This academic journal article argues the specific challenges bisexual asylum seekers, who are claiming asylum on grounds of sexual orientation, face in the refugee status determination (RSD) process. The article opens with a background on the United States’ asylum seeking processes/ Until the early 1990s, people who engaged in same-sex relations were universally banned from entering the United States on humanitarian grounds; in 1979, this was extended to bisexual people, or to any person who admitted to having engaged in same-sex sexual relations. These laws have changed, and current asylum laws cover persecuted bisexual people in the same manner as other persecuted groups.
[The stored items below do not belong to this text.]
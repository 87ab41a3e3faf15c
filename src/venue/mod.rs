//! Venue connectivity diagnostics.
//!
//! Runs the staged probe against the venue's own status endpoint through the
//! selected egress profile, then checks that an auth-protected endpoint is
//! reachable, and flattens everything into one report.

use chrono::{DateTime, Utc};
use serde::Serialize;
use std::sync::Arc;
use std::time::Instant;

use crate::config::VenueConfig;
use crate::probe::{ProbeError, ProbeOutcome, ProbeTarget, Stage, StageStatus};
use crate::profile::{mask_credentials, Profile, ProfileKind};
use crate::selector::ProxySelector;

#[derive(Debug, Clone, Copy, PartialEq, Eq, Serialize)]
#[serde(rename_all = "lowercase")]
pub enum VenueStatus {
    Ok,
    Degraded,
    Failed,
}

#[derive(Debug, Clone, Copy, PartialEq, Eq, Serialize)]
#[serde(rename_all = "snake_case")]
pub enum EvidenceStatus {
    Ok,
    Failed,
    Skipped,
    NotRun,
}

/// Evidence for one step of the diagnostic.
#[derive(Debug, Clone, Serialize)]
pub struct StageEvidence {
    pub status: EvidenceStatus,
    pub elapsed_ms: u64,
    #[serde(skip_serializing_if = "Option::is_none")]
    pub detail: Option<String>,
}

impl StageEvidence {
    fn not_run() -> Self {
        Self {
            status: EvidenceStatus::NotRun,
            elapsed_ms: 0,
            detail: None,
        }
    }

    fn ok(elapsed_ms: u64, detail: impl Into<String>) -> Self {
        Self {
            status: EvidenceStatus::Ok,
            elapsed_ms,
            detail: Some(detail.into()),
        }
    }

    fn failed(elapsed_ms: u64, detail: impl Into<String>) -> Self {
        Self {
            status: EvidenceStatus::Failed,
            elapsed_ms,
            detail: Some(mask_credentials(&detail.into())),
        }
    }

    fn from_stage(outcome: &ProbeOutcome, stage: Stage) -> Self {
        match outcome.stage(stage) {
            Some(report) => Self {
                status: match report.status {
                    StageStatus::Ok => EvidenceStatus::Ok,
                    StageStatus::Failed => EvidenceStatus::Failed,
                    StageStatus::Skipped => EvidenceStatus::Skipped,
                },
                elapsed_ms: report.elapsed_ms,
                detail: report.detail.as_deref().map(mask_credentials),
            },
            None => Self::not_run(),
        }
    }
}

/// Flattened venue diagnostic.
#[derive(Debug, Clone, Serialize)]
pub struct VenueReport {
    pub status: VenueStatus,
    pub reason: String,
    pub checked_at: DateTime<Utc>,
    pub target: String,
    pub profile_used: Option<String>,
    pub profile_kind: Option<ProfileKind>,
    pub selection_reason: String,
    pub dns: StageEvidence,
    pub tcp: StageEvidence,
    #[serde(skip_serializing_if = "Option::is_none")]
    pub tunnel: Option<StageEvidence>,
    pub tls: StageEvidence,
    pub https: StageEvidence,
    pub auth_test: StageEvidence,
}

impl VenueReport {
    fn failed(
        checked_at: DateTime<Utc>,
        target: &str,
        selection_reason: String,
        reason: String,
    ) -> Self {
        Self {
            status: VenueStatus::Failed,
            reason,
            checked_at,
            target: target.to_string(),
            profile_used: None,
            profile_kind: None,
            selection_reason,
            dns: StageEvidence::not_run(),
            tcp: StageEvidence::not_run(),
            tunnel: None,
            tls: StageEvidence::not_run(),
            https: StageEvidence::not_run(),
            auth_test: StageEvidence::not_run(),
        }
    }
}

/// Venue diagnostics runner.
pub struct VenueDiagnostics {
    selector: Arc<ProxySelector>,
    status_target: ProbeTarget,
    auth_url: String,
}

impl VenueDiagnostics {
    pub fn new(selector: Arc<ProxySelector>, venue: &VenueConfig) -> Result<Self, ProbeError> {
        Ok(Self {
            selector,
            status_target: ProbeTarget::parse(&venue.status_url())?,
            auth_url: venue.auth_url(),
        })
    }

    /// Run the diagnostic. Failures are reported in the result, never returned.
    pub async fn run(&self) -> VenueReport {
        let checked_at = self.selector.now();
        let decision = self.selector.select_best_profile().await;
        let registry = self.selector.registry();

        let chosen = decision.chosen.as_deref().and_then(|n| registry.get(n));
        let (profile, selection_reason) = match chosen {
            Some(profile) => (Some(profile), decision.reason.clone()),
            None => (
                registry.list_enabled().into_iter().next(),
                format!(
                    "{}; falling back to first enabled profile",
                    decision.failure_reason.as_deref().unwrap_or(&decision.reason)
                ),
            ),
        };

        let target = self.status_target.url.as_str();
        let Some(profile) = profile else {
            return VenueReport::failed(
                checked_at,
                target,
                selection_reason,
                "no enabled profiles configured".to_string(),
            );
        };

        let timeout = self.selector.settings().probe_timeout;
        let probed = self
            .selector
            .prober()
            .probe(profile, &self.status_target, timeout)
            .await;
        let outcome = match probed {
            Ok(outcome) => outcome,
            Err(e) => {
                let reason = format!("probe could not run: {}", e);
                let mut report = VenueReport::failed(checked_at, target, selection_reason, reason);
                report.profile_used = Some(profile.name.clone());
                report.profile_kind = Some(profile.kind);
                return report;
            }
        };

        let mut report = VenueReport {
            status: VenueStatus::Failed,
            reason: String::new(),
            checked_at,
            target: target.to_string(),
            profile_used: Some(profile.name.clone()),
            profile_kind: Some(profile.kind),
            selection_reason,
            dns: StageEvidence::from_stage(&outcome, Stage::Dns),
            tcp: StageEvidence::from_stage(&outcome, Stage::Tcp),
            tunnel: match profile.kind {
                ProfileKind::Direct => None,
                _ => Some(StageEvidence::from_stage(&outcome, Stage::Tunnel)),
            },
            tls: StageEvidence::from_stage(&outcome, Stage::Tls),
            https: StageEvidence::from_stage(&outcome, Stage::Http),
            auth_test: StageEvidence::not_run(),
        };

        if !outcome.ok {
            report.reason = format!(
                "venue status check via {} failed: {} ({}): {}",
                profile.name,
                outcome.error_class.map_or("unknown", |c| c.as_str()),
                outcome.error_code.as_deref().unwrap_or("UNKNOWN"),
                outcome.error_message.as_deref().unwrap_or("no detail")
            );
            tracing::warn!("Venue diagnostics: {}", report.reason);
            return report;
        }

        report.auth_test = self.auth_test(profile).await;
        if report.auth_test.status == EvidenceStatus::Ok {
            report.status = VenueStatus::Ok;
            report.reason = format!(
                "venue reachable via {} (HTTP {} in {}ms), auth layer answered",
                profile.name,
                outcome.http_status.unwrap_or_default(),
                outcome.latency_ms.unwrap_or_default()
            );
        } else {
            report.status = VenueStatus::Degraded;
            report.reason = format!(
                "venue reachable via {} but auth test failed: {}",
                profile.name,
                report.auth_test.detail.as_deref().unwrap_or("no detail")
            );
            tracing::warn!("Venue diagnostics: {}", report.reason);
        }

        report
    }

    /// Unauthenticated request to an auth-protected path through `profile`.
    async fn auth_test(&self, profile: &Profile) -> StageEvidence {
        let client = match self.selector.client_for(profile) {
            Ok(client) => client,
            Err(e) => return StageEvidence::failed(0, e.to_string()),
        };

        let started = Instant::now();
        let response = client.get(&self.auth_url).send().await;
        let elapsed_ms = started.elapsed().as_millis() as u64;

        match response {
            Ok(resp) => classify_auth_status(resp.status().as_u16(), elapsed_ms),
            Err(e) => StageEvidence::failed(elapsed_ms, describe_request_error(&e)),
        }
    }
}

/// 401 and 2xx mean the auth layer is reachable; 403 means the egress is blocked.
fn classify_auth_status(status: u16, elapsed_ms: u64) -> StageEvidence {
    match status {
        401 => StageEvidence::ok(elapsed_ms, "HTTP 401: auth layer reachable"),
        200..=299 => StageEvidence::ok(elapsed_ms, format!("HTTP {}", status)),
        403 => StageEvidence::failed(elapsed_ms, "HTTP 403: blocked (geo or IP restriction)"),
        _ => StageEvidence::failed(
            elapsed_ms,
            format!("HTTP {}: unexpected auth response", status),
        ),
    }
}

fn describe_request_error(error: &reqwest::Error) -> String {
    let kind = if error.is_timeout() {
        "timed out"
    } else if error.is_connect() {
        "connection failed"
    } else if error.is_redirect() {
        "redirect error"
    } else if error.is_request() {
        "request error"
    } else {
        "transport error"
    };
    mask_credentials(&format!("{}: {}", kind, error))
}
The paper then provides an overview of the asylum process in the United States and the role of individual Immigration Judges in granting asylum. This section is substantiated through legal precedent. The concept of immutability is explored at length starting in this section. The following section specifically considers the difficulties in sexual minority asylum claims, considering the role of asylum officers and judges; judicial bias and misunderstanding; and specific challenges for bisexual asylum seekers. The latter section uses Sempagala v Holder, wherein a bisexual man was denied asylum because he could not prove his bisexuality or that he feared persecution in Uganda, as a case study on the ways judicial bias and misunderstanding can affect bisexual applicants. This section highlights the ways that misunderstandings around and biases against bisexual people have a serious impact on asylum applications.
The paper then moves into a discussion of the changing views of immutability (the immutability of a persecuted characteristic, such as sexual orientation, is the crux of asylum claims). This section also discusses the myth that applicants will claim to be bisexual/gay/lesbian in order to gain asylum. The article then considers the legal precedent set in United States v Windsor, wherein the United States Supreme Court handed down a ruling that progressed a more nuanced understanding of sexual orientation in respect to asylum seeking. The paper then moves into a conclusion calling upon the United States legal system to adapt its understanding of sexuality across cultures.